El mundo es un lugar muy fácil de estropear, de tan delicado que es su equilibrio, de tan frágil que es su estructura. Ya se debería dar por bien empleada una vida que consiguiese transitar por él dejándolo, al menos, como estaba, sin empuercarlo más. Pero hay vidas que consiguen el doméstico milagro de mejorar un poco lo que se encontraron.

Es esa gente, la «noble infantería» suelo llamarla, que desde la segunda o la tercera fila de la historia cotidiana hace que esto funcione, que no se vaya definitivamente al carajo y andemos a tiros unos con otros por las esquinas. Es esa gente que hace navegable la vida y que, si tienes un poco de suerte, acaso los benévolos dioses te permitan cruzarte con una de ellas y transitar a su lado un trecho del camino.

Una de esas personas se llamaba Pedro Doblas y era mi amigo. El domingo, como del rayo, según versos del siempre vigente Miguel Hernández, se nos murió haciendo el menor ruido posible, como lo hizo casi todo en su vida. Y mira que hizo cosas y casi ninguna para sí mismo. El colegio donde me crié, el del Padre Mondéjar, en Carranque, se pudo construir gracias a que unos empresarios malagueños firmaron cada uno una arriesgada póliza de tres millones de pesetas (estamos hablando de mediados de los años sesenta del siglo pasado, cuando aquello era una auténtica fortuna), y aunque la historia no lo dirá, fue precisamente Pedro Doblas quien consiguió convencerlos para firmar el documento, poniendo en manos del inolvidable Padre Mondéjar el dinero suficiente para su milagro.

Pedro fue durante muchos años director de Relaciones Públicas de la Caja de Ahorros Provincial de Málaga, donde hizo una inmensa labor. En aquellos años lo conocí. Llegó hasta mí, como tantas cosas buenas de mi vida, de la mano de mi hermano electo Agustín Lomeña. Durante más de veinte años compartimos desayuno todos los sábados por la mañana, y cada sábado nos dábamos un atracón de tejeringos y de risas que su generosidad nunca nos escamoteó.

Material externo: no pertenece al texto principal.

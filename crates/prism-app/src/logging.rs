use tracing_subscriber::EnvFilter;

/// Filter used when `RUST_LOG` is unset or invalid.
pub const DEFAULT_FILTER: &str = "info";

/// Install the global `fmt` subscriber. `RUST_LOG` overrides the default
/// filter.
pub fn init_logging() {
    let filter =
        EnvFilter::try_from_default_env().unwrap_or_else(|_| EnvFilter::new(DEFAULT_FILTER));
    if tracing_subscriber::fmt().with_env_filter(filter).try_init().is_err() {
        tracing::debug!("Logging already initialised");
    }
}
//! Vulkan instance creation.

use crate::debug::{RENDERDOC_LAYER, VALIDATION_LAYER};
use crate::error::{GpuError, Result};
use crate::probe::CapabilityProbe;
use ash::vk;
use prism_core::Version;
use std::ffi::{c_char, CStr, CString};

/// Application and engine identity reported to the driver.
#[derive(Debug, Clone)]
pub struct ApplicationInfo {
    pub app_name: String,
    pub app_version: Version,
    pub engine_name: String,
    pub engine_version: Version,
}

impl Default for ApplicationInfo {
    fn default() -> Self {
        Self {
            app_name: "Prism".to_string(),
            app_version: Version::new(0, 1, 0),
            engine_name: "Prism".to_string(),
            engine_version: Version::new(0, 1, 0),
        }
    }
}

/// Layers and debug extensions requested for the instance.
#[derive(Debug, Clone, Copy, Default)]
pub struct InstanceLayers {
    pub validation: bool,
    pub renderdoc: bool,
    pub debug_markers: bool,
}

/// What ended up enabled on the created instance.
#[derive(Debug, Clone, Copy)]
pub struct InstanceFeatures {
    pub validation: bool,
    pub debug_utils: bool,
}

fn version_to_vk(version: Version) -> u32 {
    vk::make_api_version(0, version.major, version.minor, version.patch)
}

fn c_string(value: &str) -> Result<CString> {
    CString::new(value).map_err(|e| GpuError::InvalidState(format!("invalid name {value:?}: {e}")))
}

/// Create a Vulkan instance.
///
/// `window_extensions` are the surface extensions the window system needs;
/// each one must be available. Optional layers that are missing only
/// produce a warning.
///
/// # Safety
/// The entry must be a valid Vulkan entry point and the probe must be built
/// from it.
pub unsafe fn create_instance(
    entry: &ash::Entry,
    probe: &CapabilityProbe,
    info: &ApplicationInfo,
    window_extensions: &[*const c_char],
    layers: InstanceLayers,
) -> Result<(ash::Instance, InstanceFeatures)> {
    let app_name = c_string(&info.app_name)?;
    let engine_name = c_string(&info.engine_name)?;

    let app_info = vk::ApplicationInfo::default()
        .application_name(&app_name)
        .application_version(version_to_vk(info.app_version))
        .engine_name(&engine_name)
        .engine_version(version_to_vk(info.engine_version))
        .api_version(vk::API_VERSION_1_1);

    let mut extension_names: Vec<*const c_char> = Vec::with_capacity(window_extensions.len() + 2);
    for &extension in window_extensions {
        let name = CStr::from_ptr(extension);
        if !probe.instance_extension_available(name)? {
            return Err(GpuError::UnsupportedEnvironment(format!(
                "instance extension {} is not available",
                name.to_string_lossy()
            )));
        }
        extension_names.push(extension);
    }

    let mut layer_names: Vec<*const c_char> = Vec::new();
    let mut validation = false;
    if layers.validation {
        if probe.instance_layer_available(VALIDATION_LAYER)? {
            layer_names.push(VALIDATION_LAYER.as_ptr());
            validation = true;
        } else {
            tracing::warn!(
                "Validation layer {} not available",
                VALIDATION_LAYER.to_string_lossy()
            );
        }
    }
    if layers.renderdoc {
        if probe.instance_layer_available(RENDERDOC_LAYER)? {
            layer_names.push(RENDERDOC_LAYER.as_ptr());
        } else {
            tracing::warn!(
                "RenderDoc layer {} not available",
                RENDERDOC_LAYER.to_string_lossy()
            );
        }
    }

    let wants_debug_utils = validation || layers.debug_markers;
    let debug_utils =
        wants_debug_utils && probe.instance_extension_available(ash::ext::debug_utils::NAME)?;
    if debug_utils {
        extension_names.push(ash::ext::debug_utils::NAME.as_ptr());
    } else if wants_debug_utils {
        tracing::warn!("VK_EXT_debug_utils not available, debug output disabled");
    }

    // Required for MoltenVK on macOS
    #[cfg(target_os = "macos")]
    let create_flags = {
        extension_names.push(ash::khr::portability_enumeration::NAME.as_ptr());
        vk::InstanceCreateFlags::ENUMERATE_PORTABILITY_KHR
    };
    #[cfg(not(target_os = "macos"))]
    let create_flags = vk::InstanceCreateFlags::empty();

    let create_info = vk::InstanceCreateInfo::default()
        .application_info(&app_info)
        .enabled_extension_names(&extension_names)
        .enabled_layer_names(&layer_names)
        .flags(create_flags);

    let instance = entry.create_instance(&create_info, None)?;

    tracing::debug!(
        "Created Vulkan instance for {} {} ({} extensions, {} layers)",
        info.app_name,
        info.app_version,
        extension_names.len(),
        layer_names.len()
    );

    Ok((
        instance,
        InstanceFeatures {
            validation,
            debug_utils,
        },
    ))
}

Y ahora Pedro no está. Miro a mi alrededor y veo que el mundo es menos hospitalario, más crudo y más áspero porque falta ese sencillo, honesto, noble y buen oficial de infantería que hacía posible, como lo hacen algunos otros, que el mundo ruede sin crujir y romperse por el eje. Y sabe uno que echará de menos el resto de su vida esa humildad que solo tienen las almas buenas para hacer cosas grandes como quitándole importancia, con una sonrisa y, encima, pagando el café.